RFP Scout: an AI bid-qualification pipeline.
Built for Max Cacchione's custom-software consultancy, which wins its work through public-sector and healthcare RFPs. Every morning two n8n workflows read every digest and feed, score each opportunity against the firm's own bid rubric, and hand the team a ranked sheet with the reasoning written out.
See it run
The Problem
Finding the right bids meant someone reading four daily email digests (BidBanana, RFPMart, eVA Virginia and Periscope S2G) plus hundreds of RSS listings every morning, opening each notice and deciding by gut whether it was worth a bid. Good opportunities were missed, and hours went into notices that were never a fit: federal work the firm can't bid on, K-12 districts it avoids, license renewals, and projects far below its minimum deal size.
How it works
The email scanner polls Gmail for the four digests. Digests are free text listing 5 to 20 opportunities each, so one AI pass does two jobs at once: it pulls every opportunity out of the email as structured JSON (buyer, title, RFP number, link, due date, value) and scores each one. Duplicates are dropped against the sheet by link, or by title when a digest has no link.

The feed scanner runs daily at 7 AM Eastern across eight category feeds, about 400 listings a run. Each listing is normalized first: RFP number, state, budget and deadline are parsed out of the title, and obvious problems like RFIs and license renewals are pre-flagged before the model sees them. New listings are scored in batches of five with a pause between batches to stay inside API rate limits.
The scoring model
The prompt encodes the firm's own fit check, not a generic “is this relevant?” question.

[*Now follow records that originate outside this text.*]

//! Read-side abstraction over the ledger
//!
//! Reports and output writers consume ledger state through this trait rather
//! than through the concrete [`Ledger`](crate::core::Ledger), so they can never
//! mutate it.

use crate::types::{Account, HistoryEntry, LedgerError};
use rust_decimal::Decimal;

/// Read API of the ledger
pub trait LedgerView {
    /// Registered clients in registration order
    fn clients(&self) -> Vec<&str>;

    /// Accounts of `client`, in creation order
    fn list_accounts(&self, client: &str) -> Result<&[Account], LedgerError>;

    /// History of the first account of `client` named `account`
    fn history(&self, client: &str, account: &str) -> Result<&[HistoryEntry], LedgerError>;

    /// Sum of every balance across all clients and accounts
    fn total_balance(&self) -> Decimal;

    /// Every account paired with its owner, in registry then creation order
    fn all_accounts(&self) -> Vec<(&str, &Account)> {
        self.clients()
            .into_iter()
            .flat_map(move |client| {
                self.list_accounts(client)
                    .unwrap_or_default()
                    .iter()
                    .map(move |account| (client, account))
            })
            .collect()
    }
}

Hard filters force an automatic Skip, with the reason named: federal procurement, passed deadlines, hardware, website-only work, IT support only, RFIs, renewals and sole-source notices. Everything else gets a 100-point weighted score across project type, industry, deal size, scope fit, competition, delivery risk, strategic value and pricing, plus a verdict and a rationale that shows the sub-scores, so any number can be checked in seconds. When a notice doesn't state a budget, the model estimates one from industry price anchors.
The feedback loop
The sheet has a Feedback column only the client's team writes in: “website-only, skip these”, “under our floor”. On every run, the latest 25 notes are fed back into the prompt as examples of the team's judgment. Scoring keeps moving toward how the partners actually decide, and nobody has to edit a prompt to get there.
Problems worth knowing about
Rows multiplied by the sheet
Reading the sheet inside a per-item flow ran the read once per item, so N listings times M rows came out the other side. The fix was collapsing to a single trigger item before the read and pulling the original listings back by node reference afterwards.
Batches that lost data
Running 400+ listings through a batch loop dropped AI results until each response was re-joined to its original listing by position from a stashed copy, instead of trusting what flowed out of the HTTP node.
Cloud platform limits
n8n Cloud blocks environment variables, so the API key moved into a credential. Long runs also outlive the 100-second webhook limit, so production uses a scheduled trigger and testing uses a capped webhook.
Free-text digests
Each email service formats its digest differently. Rather than a parser per sender, the text is extracted once and the model returns every opportunity in one JSON response, which kept a fourth and fifth source cheap to add.
Where it landed
~400 Listings read a day5 Sources, one sheet249 Opportunities scored at go-live25 Feedback notes in every prompt
Every source is read before the team starts work. Federal, K-12, renewals and under-floor deals are filtered with the reason written down, so nobody re-reads them, and the scoring learns from the team's notes without prompt edits. It shipped ahead of a hard deadline.